Cerimonia di consegna dei Riconoscimenti della 60° edizione del TrentoFilmfestival | ore 12.30

Sala Grande – Castello del Buonconsiglio, Via Bernardo Clesio, 5

E’ il momento dei verdetti delle giurie speciali. Questi i riconoscimenti che saranno assegnati in questa occasione

PREMIO MUSEO USI E COSTUMI DELLA GENTE TRENTINA

Al film che meglio sappia interpretare, con rigore documentaristico socio-antropologico, gli usi e costumi delle genti della montagna.

PREMIO CITTA’ DI IMOLA

Il premio “Città di Imola” era assegnato al miglior film italiano presente alla Mostra del Cinema di Venezia prima di essere soppresso negli anni della contestazione. Lo ebbero fra gli altri Monicelli, Visconti, Olmi, Pasolini, Bellocchio, Pontecorvo, i fratelli Taviani. È stato portato nel 2004 al TrentoFilmfestival e, da quest’anno, torna ad essere assegnato, come lo fu a Venezia, “al miglior film, documentario o fiction di autore italiano e prodotto in Italia”.

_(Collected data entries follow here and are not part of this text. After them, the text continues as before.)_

//! CSV pattern loader.
//!
//! # CSV format
//!
//! One row per action.  Rows sharing a `name` form one pattern, in file
//! order; patterns are returned in order of their first row.
//!
//! ```csv
//! name,kind,duration_ticks
//! SlowTap,release,90
//! SlowTap,hold,4
//! Stutter,hold,1
//! Stutter,release,1
//! ```
//!
//! `kind` is `hold` or `release`; `duration_ticks` must be ≥ 1.

use std::collections::HashMap;
use std::io::Read;
use std::path::Path;

use serde::Deserialize;

use crate::{ActionKind, InputAction, NamedPattern, Pattern, PatternError, PatternResult};

#[derive(Deserialize)]
struct PatternRecord {
    name:           String,
    kind:           String,
    duration_ticks: u32,
}

/// Load named patterns from a CSV file.
pub fn load_patterns_csv(path: &Path) -> PatternResult<Vec<NamedPattern>> {
    let file = std::fs::File::open(path)?;
    load_patterns_reader(file)
}

/// Like [`load_patterns_csv`] but accepts any `Read` source.
pub fn load_patterns_reader<R: Read>(reader: R) -> PatternResult<Vec<NamedPattern>> {
    let mut csv_reader = csv::Reader::from_reader(reader);

    let mut order: Vec<String> = Vec::new();
    let mut by_name: HashMap<String, Vec<InputAction>> = HashMap::new();

    for (line, result) in csv_reader.deserialize::<PatternRecord>().enumerate() {
        let row = result.map_err(|e| PatternError::Parse(e.to_string()))?;
        let kind: ActionKind = row.kind.parse()?;
        let action = InputAction::new(kind, row.duration_ticks).map_err(|_| {
            PatternError::Parse(format!(
                "row {}: pattern {:?} has a zero-tick action",
                line + 1,
                row.name
            ))
        })?;

        let name = row.name.trim().to_owned();
        by_name
            .entry(name.clone())
            .or_insert_with(|| {
                order.push(name);
                Vec::new()
            })
            .push(action);
    }

    Ok(order
        .into_iter()
        .filter_map(|name| {
            let actions = by_name.remove(&name)?;
            Some(NamedPattern::new(name, Pattern::new(actions)))
        })
        .collect())
}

PREMIO SOLIDARIETA’ CASSA RURALE DI TRENTO

All’opera che meglio sappia interpretare le situazioni di povertà, ingiustizia, emarginazione ed isolamento sociale che, nella solidarietà e nell’aiuto reciproco, possano trovare il loro riscatto, come avvenne alle origini del movimento cooperativo nelle vallate e nelle montagne del Trentino.

PREMIO “MARIO BELLO”

Al miglior film di alpinismo realizzato anche con costi limitati da cineasti emergenti o non professionisti.

PREMIO GIANBATTISTA LENZI, RINO ZANDONAI E LUIGI ZORTEA

Promosso da RAI Radiotelevisione Italiana sede di Trento al miglior reportage televisivo.

PREMIO STUDENTI UNIVERSITÀ DI TRENTO E INNSBRUCK

Ad un opera di particolare valore culturale realizzata da un autore di età inferiore ai 33 anni.

PREMIO DELLA STAMPA BRUNO CAGOL

All’opera che più si avvicina allo spirito della cronaca giornalistica.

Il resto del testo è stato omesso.